SAFTU totally rejects Eskom’s via the its crisis is the result of employing too many workers, who must now pay the ultimate price for the crisis they did not create.
It is unfortunate therefore that it has support from Sikonathi Mantshantsha, the deputy editor of the Financial Mail. He has done excellent work in exposing the rot in Eskom and other state-owned enterprises, but SAFTU totally rejects his arguments, in an article in Business Day entitled “Eskom has no option but to shed its bloated staff load”.
He argues “That Eskom has approached its wage negotiations season with an offer to not increase salaries in 2018 is absolutely the correct position for an organisation with its kind of problems.
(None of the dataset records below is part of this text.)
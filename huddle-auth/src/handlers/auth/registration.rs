use axum::{extract::State, http::StatusCode, response::IntoResponse, Json};
use huddle_core::error::AppError;

use crate::{
    dtos::auth::{RegisterRequest, RegisterResponse},
    handlers::session_cookies,
    utils::ValidatedJson,
    AppState,
};

/// Register a new user and their organization
#[utoipa::path(
    post,
    path = "/auth/register",
    request_body = RegisterRequest,
    responses(
        (status = 201, description = "User and organization created", body = RegisterResponse),
        (status = 409, description = "Email already registered", body = ErrorResponse),
        (status = 422, description = "Validation error", body = ErrorResponse),
        (status = 500, description = "Internal server error", body = ErrorResponse)
    ),
    tag = "Authentication"
)]
pub async fn register(
    State(state): State<AppState>,
    ValidatedJson(req): ValidatedJson<RegisterRequest>,
) -> Result<impl IntoResponse, AppError> {
    let (user, org, tokens) = state.auth.register(req).await?;

    let jar = session_cookies(&state, &tokens);
    let body = RegisterResponse {
        ok: true,
        user: user.sanitized(),
        org,
        tokens,
    };

    Ok((StatusCode::CREATED, jar, Json(body)))
}
//! Organization model.

use chrono::{DateTime, Utc};
use serde::Serialize;
use sqlx::FromRow;
use utoipa::ToSchema;
use uuid::Uuid;

/// Organization entity.
#[derive(Debug, Clone, Serialize, FromRow, ToSchema)]
pub struct Organization {
    pub org_id: Uuid,
    pub org_name: String,
    pub created_utc: DateTime<Utc>,
}

impl Organization {
    pub fn new(org_name: String) -> Self {
        Self {
            org_id: Uuid::new_v4(),
            org_name,
            created_utc: Utc::now(),
        }
    }
}
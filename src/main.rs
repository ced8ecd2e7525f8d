//! Launchpad CLI entry point.
//!
//! Runs the update/launch pipeline headless: load and validate
//! configuration, ensure the artifact is staged and current, start the
//! server, print the final URL, then supervise until interrupted. Ctrl-C and
//! SIGTERM both stop the child process before exiting.

use anyhow::{Context, Result};
use clap::Parser;
use colored::Colorize;
use std::path::PathBuf;
use std::sync::Arc;
use tokio::sync::Mutex;
use tracing_subscriber::EnvFilter;

use launchpad::config::LauncherConfig;
use launchpad::events::TracingSink;
use launchpad::fetch::ArtifactFetcher;
use launchpad::net::ReadinessProbe;
use launchpad::orchestrator::Orchestrator;
use launchpad::process::ProcessSupervisor;
use launchpad::remote::RemoteVersionClient;
use launchpad::store::VersionStore;

#[derive(Parser)]
#[command(name = "launchpad", version, about = "Stage and supervise the bundled server payload")]
struct Cli {
    /// Config file path (defaults to ~/.launchpad/launchpad.toml)
    #[arg(long, env = "LAUNCHPAD_CONFIG_PATH")]
    config: Option<PathBuf>,

    /// Tracing filter, e.g. "info" or "launchpad=debug"
    #[arg(long, default_value = "info")]
    log_filter: String,
}

#[tokio::main]
async fn main() -> Result<()> {
    let cli = Cli::parse();

    tracing_subscriber::fmt()
        .with_env_filter(
            EnvFilter::try_new(&cli.log_filter).unwrap_or_else(|_| EnvFilter::new("info")),
        )
        .init();

    if let Err(e) = run(cli).await {
        eprintln!("{} {e:#}", "error:".red().bold());
        std::process::exit(1);
    }
    Ok(())
}

async fn run(cli: Cli) -> Result<()> {
    let config = match &cli.config {
        Some(path) => LauncherConfig::load_from(path).await?,
        None => LauncherConfig::load().await?,
    };
    config.validate()?;

    let sink = Arc::new(TracingSink);
    let store = VersionStore::load(&config.store_path()).await?;
    let client = RemoteVersionClient::new(
        config.upgrade_api.clone(),
        config.access_key.clone(),
        config.access_secret.clone(),
    );
    let fetcher = ArtifactFetcher::new(sink.clone(), config.allow_insecure_retry);
    let supervisor = Arc::new(Mutex::new(ProcessSupervisor::new(sink.clone())));

    let mut orchestrator = Orchestrator::new(
        config,
        store,
        client,
        fetcher,
        Arc::clone(&supervisor),
        ReadinessProbe::default(),
        sink,
    );

    // The signal future is armed before the pipeline starts so an interrupt
    // during download, staging or the readiness wait still stops the child
    // instead of orphaning it.
    let shutdown_signal = wait_for_shutdown_signal();
    tokio::pin!(shutdown_signal);

    let final_url = orchestrator
        .run_until_shutdown(shutdown_signal.as_mut())
        .await
        .context("initialization failed")?;
    let Some(final_url) = final_url else {
        // Interrupted during startup; the orchestrator already stopped
        // whatever was running.
        return Ok(());
    };
    println!("{final_url}");

    shutdown_signal.await;
    orchestrator.shutdown().await;
    Ok(())
}

/// Wait for Ctrl-C or, on Unix, SIGTERM. These are the process-level
/// shutdown hooks; the supervisor's idempotent stop makes it safe for more
/// than one of them to fire in the same shutdown.
async fn wait_for_shutdown_signal() {
    #[cfg(unix)]
    {
        use tokio::signal::unix::{SignalKind, signal};
        let mut sigterm = match signal(SignalKind::terminate()) {
            Ok(sigterm) => sigterm,
            Err(e) => {
                tracing::warn!("could not install SIGTERM handler: {e}");
                let _ = tokio::signal::ctrl_c().await;
                return;
            }
        };
        tokio::select! {
            _ = tokio::signal::ctrl_c() => {}
            _ = sigterm.recv() => {}
        }
    }
    #[cfg(not(unix))]
    {
        let _ = tokio::signal::ctrl_c().await;
    }
}
//! Tailing watcher for the append-only server log.
//!
//! A [`LogTailWatcher`] moves through four states: idle, initialized (the
//! last lines of the file were emitted as one [`LogEvent::Ready`] batch),
//! watching (incremental [`LogEvent::Lines`] batches as the file grows) and
//! closed. Rotation is detected by the file shrinking below the recorded
//! read offset; that heuristic cannot distinguish truncated-in-place from
//! replaced-with-shorter-file, which is an accepted approximation.
//!
//! Read errors while watching are reported as [`LogEvent::Error`] and do not
//! stop the watcher. Events are delivered FIFO per watcher instance over a
//! tokio channel. Callers own the one-watcher-per-log invariant: a new watch
//! on the same path must be preceded by [`LogTailWatcher::cleanup`] of the
//! previous instance.

use notify::{Event, EventKind, RecommendedWatcher, RecursiveMode, Watcher};
use std::io::SeekFrom;
use std::path::{Path, PathBuf};
use tokio::fs;
use tokio::io::{AsyncReadExt, AsyncSeekExt};
use tokio::sync::mpsc;
use tokio::task::JoinHandle;
use tracing::{debug, warn};

use crate::core::Result;

/// How many trailing lines the initial batch carries.
pub const TAIL_LINES: usize = 50;

/// Size of the window read from the end of the file for the initial batch.
/// A tunable that assumes log lines are short; 32 KiB comfortably covers 50
/// of them.
pub const TAIL_WINDOW_BYTES: u64 = 32 * 1024;

/// Event stream of one watcher instance.
#[derive(Debug, Clone, PartialEq, Eq)]
pub enum LogEvent {
    /// Initial batch: the last [`TAIL_LINES`] non-empty lines of the file.
    Ready(Vec<String>),
    /// Incremental batch of appended lines, or the re-read tail after a
    /// rotation.
    Lines(Vec<String>),
    /// A read failed; the watcher keeps running.
    Error(String),
}

/// Offset-tracking tail reader. Split out from the watcher so the growth and
/// rotation logic is driveable without filesystem notifications.
#[derive(Debug)]
pub(crate) struct TailState {
    path: PathBuf,
    offset: u64,
}

impl TailState {
    pub(crate) fn new(path: PathBuf) -> Self {
        Self { path, offset: 0 }
    }

    /// Read up to [`TAIL_LINES`] non-empty lines from the end of the file and
    /// record the current size as the read offset.
    pub(crate) async fn initial_batch(&mut self) -> std::io::Result<Vec<String>> {
        let lines = self.read_tail_lines().await?;
        self.offset = fs::metadata(&self.path).await?.len();
        Ok(lines)
    }

    /// React to a change notification. Returns the batch to emit, if any.
    pub(crate) async fn handle_change(&mut self) -> std::io::Result<Option<Vec<String>>> {
        let new_size = fs::metadata(&self.path).await?.len();

        if new_size < self.offset {
            // Rotated or truncated: start over from the trailing window.
            debug!(
                "log file shrank ({} -> {new_size}); treating as rotation",
                self.offset
            );
            self.offset = 0;
            let lines = self.read_tail_lines().await?;
            self.offset = new_size;
            return Ok(Some(lines));
        }

        if new_size == self.offset {
            return Ok(None);
        }

        let mut file = fs::File::open(&self.path).await?;
        file.seek(SeekFrom::Start(self.offset)).await?;
        let mut buf = vec![0u8; (new_size - self.offset) as usize];
        file.read_exact(&mut buf).await?;
        self.offset = new_size;

        let lines = split_lines(&buf);
        Ok(if lines.is_empty() { None } else { Some(lines) })
    }

    async fn read_tail_lines(&self) -> std::io::Result<Vec<String>> {
        let size = fs::metadata(&self.path).await?.len();
        let start = size.saturating_sub(TAIL_WINDOW_BYTES);

        let mut file = fs::File::open(&self.path).await?;
        file.seek(SeekFrom::Start(start)).await?;
        let mut buf = vec![0u8; (size - start) as usize];
        file.read_exact(&mut buf).await?;

        let mut lines = split_lines(&buf);
        if lines.len() > TAIL_LINES {
            lines.drain(..lines.len() - TAIL_LINES);
        }
        Ok(lines)
    }
}

fn split_lines(buf: &[u8]) -> Vec<String> {
    String::from_utf8_lossy(buf)
        .split(['\n', '\r'])
        .map(str::trim)
        .filter(|line| !line.is_empty())
        .map(str::to_string)
        .collect()
}

/// Watches one append-only log file and streams line batches to a consumer.
pub struct LogTailWatcher {
    path: PathBuf,
    watcher: Option<RecommendedWatcher>,
    task: Option<JoinHandle<()>>,
}

impl LogTailWatcher {
    pub fn new(path: impl Into<PathBuf>) -> Self {
        Self {
            path: path.into(),
            watcher: None,
            task: None,
        }
    }

    /// Emit the initial tail batch and begin observing file changes.
    ///
    /// Returns the receiver the consumer reads [`LogEvent`]s from. The first
    /// event is always [`LogEvent::Ready`].
    pub async fn init_watch(&mut self) -> Result<mpsc::UnboundedReceiver<LogEvent>> {
        let (event_tx, event_rx) = mpsc::unbounded_channel();

        let mut state = TailState::new(self.path.clone());
        let first = state.initial_batch().await?;
        let _ = event_tx.send(LogEvent::Ready(first));

        // Bridge notify's callback thread into the async task.
        let (change_tx, mut change_rx) = mpsc::unbounded_channel::<()>();
        let mut watcher = notify::recommended_watcher(move |event: notify::Result<Event>| {
            match event {
                Ok(event)
                    if matches!(event.kind, EventKind::Modify(_) | EventKind::Create(_)) =>
                {
                    let _ = change_tx.send(());
                }
                Ok(_) => {}
                Err(e) => warn!("log watch notification error: {e}"),
            }
        })
        .map_err(|e| crate::core::LaunchError::Io(std::io::Error::other(e)))?;
        watcher
            .watch(&self.path, RecursiveMode::NonRecursive)
            .map_err(|e| crate::core::LaunchError::Io(std::io::Error::other(e)))?;
        self.watcher = Some(watcher);

        self.task = Some(tokio::spawn(async move {
            while change_rx.recv().await.is_some() {
                match state.handle_change().await {
                    Ok(Some(lines)) => {
                        if event_tx.send(LogEvent::Lines(lines)).is_err() {
                            break;
                        }
                    }
                    Ok(None) => {}
                    Err(e) => {
                        let message = format!("failed to read appended log data: {e}");
                        if event_tx.send(LogEvent::Error(message)).is_err() {
                            break;
                        }
                    }
                }
            }
        }));

        Ok(event_rx)
    }

    /// Stop observing and release all resources.
    ///
    /// Idempotent and safe to call when [`init_watch`](Self::init_watch) was
    /// never called. The event channel closes once the internal task winds
    /// down.
    pub fn cleanup(&mut self) {
        self.watcher = None;
        if let Some(task) = self.task.take() {
            task.abort();
        }
        debug!("log watcher for {} cleaned up", self.path.display());
    }

    /// Path being watched.
    pub fn path(&self) -> &Path {
        &self.path
    }
}

impl Drop for LogTailWatcher {
    fn drop(&mut self) {
        self.cleanup();
    }
}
For many years it has not been generating enough cash to pay salaries and fund its operating needs.
“Freezing wage increases is just the start of what the state-owned company needs to do, as it borrows money to pay debt and salaries… Today, Eskom employs 47,658 people to generate less than 47,000MW of power… For Eskom to survive it needs to immediately retrench all the 16,000 people it unnecessarily employed a few years ago — about 33% of the workforce. The trade unions that represent them — the National Union of Metalworkers of SA, Solidarity and the National Union of Mineworkers — also need to realise that killing Eskom with unaffordable wage demands will impoverish all their members sooner than they think.”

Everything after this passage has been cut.